Elimination of the malignant cells and sustained remissions can be achieved by induction of GvL effects after HSCT, which are based on a donor T cell-mediated immune response. Enhancement of the GvL effects is observed with DLI (191, 192). However, a treatment with the complete repertoire of allogeneic T cells is always accompanied by the substantial risk for the life-threatening GvHD. One way to increase anti-leukemic effects while avoiding GvHD in allogenic transplantation settings is the transfusion of in vitro selected T cells, specifically targeting tumor-associated antigens. But the majority of described tumor-associated antigens are not exclusively found in tumor cells, but represents self-antigens, either expressed in other adult healthy tissue or during embryonic development. In general, it is assumed the endogenous T cell repertoire against self-antigens show limited potency to eradicate tumor cells due to low affinity TCR. The most powerful T cells would target either neo-antigens derived from mutated genes within tumor cells or allogenic antigens like minor histocompatibility antigens with restricted expression in hematological cells, e.g., HA-1. These antigens are recognized as foreign proteins by the immune system (i.e., the T cell repertoire for these antigens is not shaped due to negative thymic selection of T cells expressing high-affinity TCRs). Another approach to break self-tolerance is the introduction of a new, high-affinity antigen specificity into the T cells, i.e., by genetic modification with an artificial TCR or with a CAR (12, 193).

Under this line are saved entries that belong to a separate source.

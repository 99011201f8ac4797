//! A bounded, drop-oldest broadcast channel: every subscriber gets its own
//! queue, and a queue that fills up silently drops its oldest entry to make
//! room for the newest one rather than blocking the publisher. Grounded on
//! the original's condition-variable notify pattern in `SignalCenter::newObs`
//! (`m_condObsReady.notify_one()`) but implemented without a global
//! instance: callers construct and share an `Arc<Broadcast<T>>` explicitly.

use std::collections::VecDeque;
use std::sync::{Arc, Condvar, Mutex};

struct Subscriber<T> {
    queue: Mutex<VecDeque<T>>,
    ready: Condvar,
}

/// A bounded fan-out channel. `publish` never blocks: once a subscriber's
/// queue reaches `capacity`, its oldest entry is dropped to admit the new
/// one, so a downstream consumer that falls behind loses old data rather
/// than stalling the publisher.
pub struct Broadcast<T> {
    capacity: usize,
    subscribers: Mutex<Vec<Arc<Subscriber<T>>>>,
}

impl<T: Clone> Broadcast<T> {
    pub fn new(capacity: usize) -> Self {
        Self {
            capacity: capacity.max(1),
            subscribers: Mutex::new(Vec::new()),
        }
    }

    pub fn subscribe(&self) -> Receiver<T> {
        let sub = Arc::new(Subscriber {
            queue: Mutex::new(VecDeque::new()),
            ready: Condvar::new(),
        });
        self.subscribers.lock().unwrap().push(sub.clone());
        Receiver { sub }
    }

    /// Pushes `value` onto every live subscriber's queue, dropping the
    /// oldest entry first if a queue is already at capacity.
    pub fn publish(&self, value: T) {
        let subs = self.subscribers.lock().unwrap();
        for sub in subs.iter() {
            let mut q = sub.queue.lock().unwrap();
            if q.len() >= self.capacity {
                q.pop_front();
            }
            q.push_back(value.clone());
            sub.ready.notify_one();
        }
    }

    pub fn subscriber_count(&self) -> usize {
        self.subscribers.lock().unwrap().len()
    }
}

pub struct Receiver<T> {
    sub: Arc<Subscriber<T>>,
}

impl<T> Receiver<T> {
    pub fn try_recv(&self) -> Option<T> {
        self.sub.queue.lock().unwrap().pop_front()
    }

    /// Blocks until an item is available or `timeout` elapses.
    pub fn recv_timeout(&self, timeout: std::time::Duration) -> Option<T> {
        let q = self.sub.queue.lock().unwrap();
        let (mut q, _timed_out) = self
            .sub
            .ready
            .wait_timeout_while(q, timeout, |q| q.is_empty())
            .unwrap();
        q.pop_front()
    }
}

#[cfg(test)]
mod tests {
    use super::*;
    use std::time::Duration;

    #[test]
    fn subscriber_receives_published_values() {
        let hub: Broadcast<u32> = Broadcast::new(4);
        let rx = hub.subscribe();
        hub.publish(1);
        hub.publish(2);
        assert_eq!(rx.try_recv(), Some(1));
        assert_eq!(rx.try_recv(), Some(2));
        assert_eq!(rx.try_recv(), None);
    }

    #[test]
    fn drops_oldest_entry_once_capacity_is_reached() {
        let hub: Broadcast<u32> = Broadcast::new(2);
        let rx = hub.subscribe();
        hub.publish(1);
        hub.publish(2);
        hub.publish(3);
        assert_eq!(rx.try_recv(), Some(2));
        assert_eq!(rx.try_recv(), Some(3));
        assert_eq!(rx.try_recv(), None);
    }

    #[test]
    fn recv_timeout_returns_none_when_nothing_arrives() {
        let hub: Broadcast<u32> = Broadcast::new(2);
        let rx = hub.subscribe();
        assert_eq!(rx.recv_timeout(Duration::from_millis(20)), None);
    }

    #[test]
    fn each_subscriber_gets_its_own_independent_queue() {
        let hub: Broadcast<u32> = Broadcast::new(4);
        let rx_a = hub.subscribe();
        hub.publish(1);
        let rx_b = hub.subscribe();
        hub.publish(2);
        assert_eq!(rx_a.try_recv(), Some(1));
        assert_eq!(rx_a.try_recv(), Some(2));
        assert_eq!(rx_b.try_recv(), Some(2));
    }
}
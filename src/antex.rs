//! Minimal ANTEX (Antenna Exchange) reader: just enough to pull a
//! satellite's L1 (`G01`) phase-center offset out of a calibration file for
//! the SP3 writer's APC→CoM correction. The pack's own `rinex::antex`
//! module covers the full format (PCV patterns, ZEN1/ZEN2/DAZI grids,
//! ground antennas) and isn't usable as-is (it doesn't parse), so this is a
//! narrow read grounded directly on the IGS ANTEX column layout rather than
//! adapted from that module.

use std::collections::HashMap;
use std::path::Path;

use gnss_rs::prelude::{Constellation, SV};

use crate::error::CoreError;

/// Phase-center offset in the satellite body frame, millimeters, in the
/// north/east/up convention ANTEX uses for satellite antennas (here:
/// along/across/radial relative to the nominal nadir-pointing attitude).
#[derive(Debug, Clone, Copy, PartialEq, Default)]
pub struct PhaseCenterOffset {
    pub x_mm: f64,
    pub y_mm: f64,
    pub z_mm: f64,
}

#[derive(Debug, Clone, Default)]
pub struct AntexTable {
    by_sat: HashMap<SV, PhaseCenterOffset>,
}

impl AntexTable {
    pub fn l1_pco(&self, sat: SV) -> Option<PhaseCenterOffset> {
        self.by_sat.get(&sat).copied()
    }

    /// Parses an ANTEX file, keeping only each satellite's `G01` (GPS L1)
    /// phase-center offset. Other constellations' frequency codes
    /// (`E01`, `C01`, `R01`, `J01`) are recognized too, should the SP3
    /// writer's correction ever extend past GPS-only.
    pub fn parse(path: &Path) -> Result<Self, CoreError> {
        let text = std::fs::read_to_string(path)?;
        let mut by_sat = HashMap::new();

        let mut current_sat: Option<SV> = None;
        let mut in_target_frequency = false;

        for line in text.lines() {
            if line.len() < 60 {
                continue;
            }
            let (content, marker) = line.split_at(60);
            let marker = marker.trim();

            if marker == "START OF ANTENNA" {
                current_sat = None;
                in_target_frequency = false;
            } else if marker == "TYPE / SERIAL NO" {
                current_sat = parse_satellite_token(content);
            } else if marker == "START OF FREQUENCY" {
                let code = content.trim();
                in_target_frequency = matches!(code, "G01" | "E01" | "C01" | "R01" | "J01");
            } else if marker == "END OF FREQUENCY" {
                in_target_frequency = false;
            } else if marker == "NORTH / EAST / UP" && in_target_frequency {
                if let (Some(sat), Some(pco)) = (current_sat, parse_pco_line(content)) {
                    by_sat.entry(sat).or_insert(pco);
                }
            }
        }

        Ok(Self { by_sat })
    }
}

/// `TYPE / SERIAL NO` carries the satellite code (e.g. `G063`) in columns
/// 21-40; the leading letter gives the constellation and the PRN is read
/// off the line's satellite-system field when present as `Gnn`.
fn parse_satellite_token(content: &str) -> Option<SV> {
    let field = content.get(20..40)?.trim();
    let token = field.split_whitespace().next()?;
    let (letter, digits) = token.split_at(1);
    let prn: u8 = digits.trim_start_matches('0').parse().unwrap_or(0);
    let constellation = match letter {
        "G" => Constellation::GPS,
        "R" => Constellation::Glonass,
        "E" => Constellation::Galileo,
        "C" => Constellation::BeiDou,
        "J" => Constellation::QZSS,
        _ => return None,
    };
    Some(SV::new(constellation, prn))
}

fn parse_pco_line(content: &str) -> Option<PhaseCenterOffset> {
    let north: f64 = content.get(0..10)?.trim().parse().ok()?;
    let east: f64 = content.get(10..20)?.trim().parse().ok()?;
    let up: f64 = content.get(20..30)?.trim().parse().ok()?;
    Some(PhaseCenterOffset {
        x_mm: north,
        y_mm: east,
        z_mm: up,
    })
}

#[cfg(test)]
mod tests {
    use super::*;

    #[test]
    fn parses_satellite_token_from_type_serial_field() {
        let content = "BLOCK IIR-M         GPS-OS        G018                ";
        let sat = parse_satellite_token(content);
        assert_eq!(sat, Some(SV::new(Constellation::GPS, 18)));
    }

    #[test]
    fn parses_pco_line_in_millimeters() {
        let content = "    279.3   0.0   1097.5                               ";
        let pco = parse_pco_line(content).unwrap();
        assert!((pco.x_mm - 279.3).abs() < 1e-6);
        assert!((pco.z_mm - 1097.5).abs() < 1e-6);
    }
}
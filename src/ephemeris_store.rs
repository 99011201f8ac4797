//! Per-satellite bounded deque of decoded ephemerides with freshness and
//! divergence checks, grounded on `RealTimeEphStore::putNewEph`/
//! `checkEphmeris`/`ephLast`/`ephPrev`. The original keeps one global
//! `std::map<SatID, deque<OrbitEph2*>>` behind a mutex; this module is the
//! un-locked core, wrapped in a `Mutex` by [`crate::context::CoreContext`]
//! per the concurrency model.

use std::collections::HashMap;
use std::collections::VecDeque;

use gnss_rs::prelude::{Constellation, SV};

use crate::kepler;
use crate::model::{CheckState, Ephemeris, OrbitModel};
use crate::time::Instant;

const MIN_RADIUS_M: f64 = 2.0e7;
const MAX_RADIUS_M: f64 = 6.0e7;
const MAX_DIVERGENCE_M: f64 = 1000.0;
const LIGHT_MPS: f64 = 299_792_458.0;

fn outdated_window_secs(c: Constellation) -> f64 {
    match c {
        Constellation::Glonass => 3600.0,
        Constellation::BeiDou => 6.0 * 3600.0,
        _ => 4.0 * 3600.0, // GPS, Galileo, QZSS
    }
}

/// A satellite's radial distance and clock bias at its own ToC, used both
/// by the sanity check and the divergence check. State-vector broadcasts
/// (GLONASS, SBAS) use their reported position directly; Keplerian
/// broadcasts are solved via [`kepler::solve`].
fn position_and_clock_at_toc(eph: &Ephemeris) -> Option<(nalgebra::Vector3<f64>, f64)> {
    match &eph.orbit {
        OrbitModel::StateVector(sv) => {
            Some((nalgebra::Vector3::from(sv.pos_m), eph.af0))
        },
        OrbitModel::Keplerian(_) => {
            let state = kepler::solve(eph, eph.toc, 30).ok()?;
            Some((state.pos_ecef_m, state.clock_bias_s))
        },
    }
}

/// Runs the full freshness/sanity/divergence pipeline on `candidate`
/// against the satellite's current `last` ephemeris, returning the
/// (possibly updated) check states for both and the divergence metric
/// recorded regardless of outcome.
struct CheckOutcome {
    candidate_state: CheckState,
    last_state_update: Option<CheckState>,
    divergence_metric: Option<f64>,
}

fn check_ephemeris(candidate: &Ephemeris, now: Instant, last: Option<&Ephemeris>) -> CheckOutcome {
    let Some((pos, clk)) = position_and_clock_at_toc(candidate) else {
        return CheckOutcome {
            candidate_state: CheckState::Bad,
            last_state_update: None,
            divergence_metric: None,
        };
    };

    let radius = pos.norm();
    if !(MIN_RADIUS_M..=MAX_RADIUS_M).contains(&radius) {
        return CheckOutcome {
            candidate_state: CheckState::Bad,
            last_state_update: None,
            divergence_metric: None,
        };
    }

    let toc_utc = candidate.toc.to_system(crate::time::TimeSystem::Utc);
    let now_utc = now.to_system(crate::time::TimeSystem::Utc);
    let age = toc_utc.sub_unchecked(now_utc).abs();
    if age > outdated_window_secs(candidate.sat.constellation) {
        return CheckOutcome {
            candidate_state: CheckState::Outdated,
            last_state_update: None,
            divergence_metric: None,
        };
    }

    let Some(last) = last else {
        return CheckOutcome {
            candidate_state: CheckState::Ok,
            last_state_update: None,
            divergence_metric: None,
        };
    };

    let dt = candidate.toc.sub_unchecked(last.toc);
    if dt.abs() > outdated_window_secs(candidate.sat.constellation) {
        return CheckOutcome {
            candidate_state: CheckState::Ok,
            last_state_update: Some(CheckState::Outdated),
            divergence_metric: None,
        };
    }

    let Some((last_pos, last_clk)) = position_and_clock_at_toc(last) else {
        return CheckOutcome {
            candidate_state: CheckState::Ok,
            last_state_update: None,
            divergence_metric: None,
        };
    };

    let diff_pos_m = (pos - last_pos).norm();
    let diff_clk_m = (clk - last_clk).abs() * LIGHT_MPS;
    let divergence_metric = Some(diff_pos_m.max(diff_clk_m));

    if diff_pos_m < MAX_DIVERGENCE_M && diff_clk_m < MAX_DIVERGENCE_M {
        if dt != 0.0 {
            CheckOutcome {
                candidate_state: CheckState::Ok,
                last_state_update: Some(CheckState::Ok),
                divergence_metric,
            }
        } else {
            CheckOutcome {
                candidate_state: CheckState::Ok,
                last_state_update: None,
                divergence_metric,
            }
        }
    } else if last.check_state == CheckState::Ok {
        // The divergence only poisons the newer record: a trusted prior
        // ephemeris is left untouched so consumers keep using it.
        CheckOutcome {
            candidate_state: CheckState::Bad,
            last_state_update: None,
            divergence_metric,
        }
    } else {
        CheckOutcome {
            candidate_state: CheckState::Ok,
            last_state_update: None,
            divergence_metric,
        }
    }
}

/// Per-satellite bounded FIFO of decoded ephemerides plus the store's
/// insertion and lookup logic.
pub struct EphemerisStore {
    by_sat: HashMap<SV, VecDeque<Ephemeris>>,
    max_queue_len: usize,
}

impl EphemerisStore {
    pub fn new(max_queue_len: usize) -> Self {
        Self {
            by_sat: HashMap::new(),
            max_queue_len,
        }
    }

    /// Runs the check pipeline and, if the candidate passes, pushes it onto
    /// the satellite's deque (evicting the oldest entry past
    /// `max_queue_len`). Returns `true` if the candidate was accepted.
    pub fn insert(&mut self, mut candidate: Ephemeris, now: Instant) -> bool {
        let last_snapshot = self.last(candidate.sat).cloned();
        let outcome = check_ephemeris(&candidate, now, last_snapshot.as_ref());
        candidate.check_state = outcome.candidate_state;
        candidate.divergence_metric = outcome.divergence_metric;

        if let Some(new_last_state) = outcome.last_state_update {
            if let Some(deque) = self.by_sat.get_mut(&candidate.sat) {
                if let Some(last) = deque.back_mut() {
                    last.check_state = new_last_state;
                }
            }
        }

        let last_is_trusted = self
            .last(candidate.sat)
            .map(|e| !matches!(e.check_state, CheckState::Bad | CheckState::Outdated))
            .unwrap_or(true);

        let accept = last_is_trusted
            && !matches!(candidate.check_state, CheckState::Bad | CheckState::Outdated)
            && self
                .last(candidate.sat)
                .map(|last| candidate.is_newer_than(last))
                .unwrap_or(true);

        if accept {
            let deque = self.by_sat.entry(candidate.sat).or_default();
            deque.push_back(candidate);
            if deque.len() > self.max_queue_len {
                deque.pop_front();
            }
        }
        accept
    }

    pub fn last(&self, sat: SV) -> Option<&Ephemeris> {
        self.by_sat.get(&sat).and_then(|d| d.back())
    }

    pub fn prev(&self, sat: SV) -> Option<&Ephemeris> {
        self.by_sat.get(&sat).and_then(|d| {
            let n = d.len();
            if n > 1 {
                d.get(n - 2)
            } else {
                None
            }
        })
    }

    pub fn sat_list(&self) -> Vec<SV> {
        self.by_sat.keys().copied().collect()
    }

    /// Applies `f` to the satellite's `last` ephemeris in place, e.g. to
    /// attach an SSR correlation result. No-op if no ephemeris is stored.
    pub fn update_last(&mut self, sat: SV, f: impl FnOnce(&mut Ephemeris)) {
        if let Some(deque) = self.by_sat.get_mut(&sat) {
            if let Some(last) = deque.back_mut() {
                f(last);
            }
        }
    }
}

#[cfg(test)]
mod tests {
    use super::*;
    use crate::model::Keplerian;
    use crate::time::TimeSystem;
    use hifitime::Epoch;

    fn gps_eph(prn: u8, toe_secs: f64, iode: u16) -> Ephemeris {
        let toe = Instant::new(Epoch::from_gpst_seconds(toe_secs), TimeSystem::Gps);
        Ephemeris {
            sat: SV::new(Constellation::GPS, prn),
            toc: toe,
            toe,
            af0: 0.0,
            af1: 0.0,
            af2: 0.0,
            tgd: 0.0,
            ura_index: 0,
            accuracy_m: 2.4,
            health: 0,
            iode,
            iodc: iode,
            orbit: OrbitModel::Keplerian(Keplerian {
                sqrt_a: 5153.7,
                ecc: 0.01,
                i0_rad: 0.96,
                idot_rad_s: 0.0,
                omega0_rad: 0.1,
                omega_rad: 0.2,
                omega_dot_rad_s: -8e-9,
                m0_rad: 0.3,
                dn_rad_s: 4e-9,
                cuc: 0.0,
                cus: 0.0,
                cic: 0.0,
                cis: 0.0,
                crc: 0.0,
                crs: 0.0,
            }),
            check_state: CheckState::Fresh,
            divergence_metric: None,
            orb_corr: None,
            clk_corr: None,
        }
    }

    #[test]
    fn accepts_first_ephemeris_for_a_satellite() {
        let mut store = EphemerisStore::new(5);
        let eph = gps_eph(5, 100_000.0, 1);
        let now = eph.toc;
        assert!(store.insert(eph, now));
        assert!(store.last(SV::new(Constellation::GPS, 5)).is_some());
    }

    #[test]
    fn evicts_oldest_past_bound() {
        let mut store = EphemerisStore::new(2);
        let sat = SV::new(Constellation::GPS, 5);
        for i in 0..4u16 {
            let eph = gps_eph(5, 100_000.0 + i as f64 * 7200.0, i + 1);
            let now = eph.toc;
            store.insert(eph, now);
        }
        assert!(store.by_sat.get(&sat).unwrap().len() <= 2);
    }

    #[test]
    fn rejects_a_candidate_that_is_not_newer() {
        let mut store = EphemerisStore::new(5);
        let newer = gps_eph(5, 200_000.0, 2);
        let older = gps_eph(5, 100_000.0, 1);
        store.insert(newer.clone(), newer.toc);
        let accepted = store.insert(older, newer.toc);
        assert!(!accepted);
        assert_eq!(store.last(newer.sat).unwrap().iode, 2);
    }
}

Clinical Outcome of CD19 CAR-Transduced T Cell Therapy
Recent success stories of therapy with CAR-modified T cells targeting CD19 in patients with high-risk B cell malignancies, such as chronic lymphocytic leukemia (CLL) or childhood acute lymphoblastic leukemia (ALL), have raised enormous scientific and public expectations. For example, in a clinical trial including 30 children and adults with relapsed or refractory ALL treated with CD19 CAR–transduced T cells 90% of the patients achieved complete remission (194). The development of CAR T cell therapy and a summary of clinical studies and data generated within the past years have been described in several reviews and therefore will not further discussed in this article (195, 196).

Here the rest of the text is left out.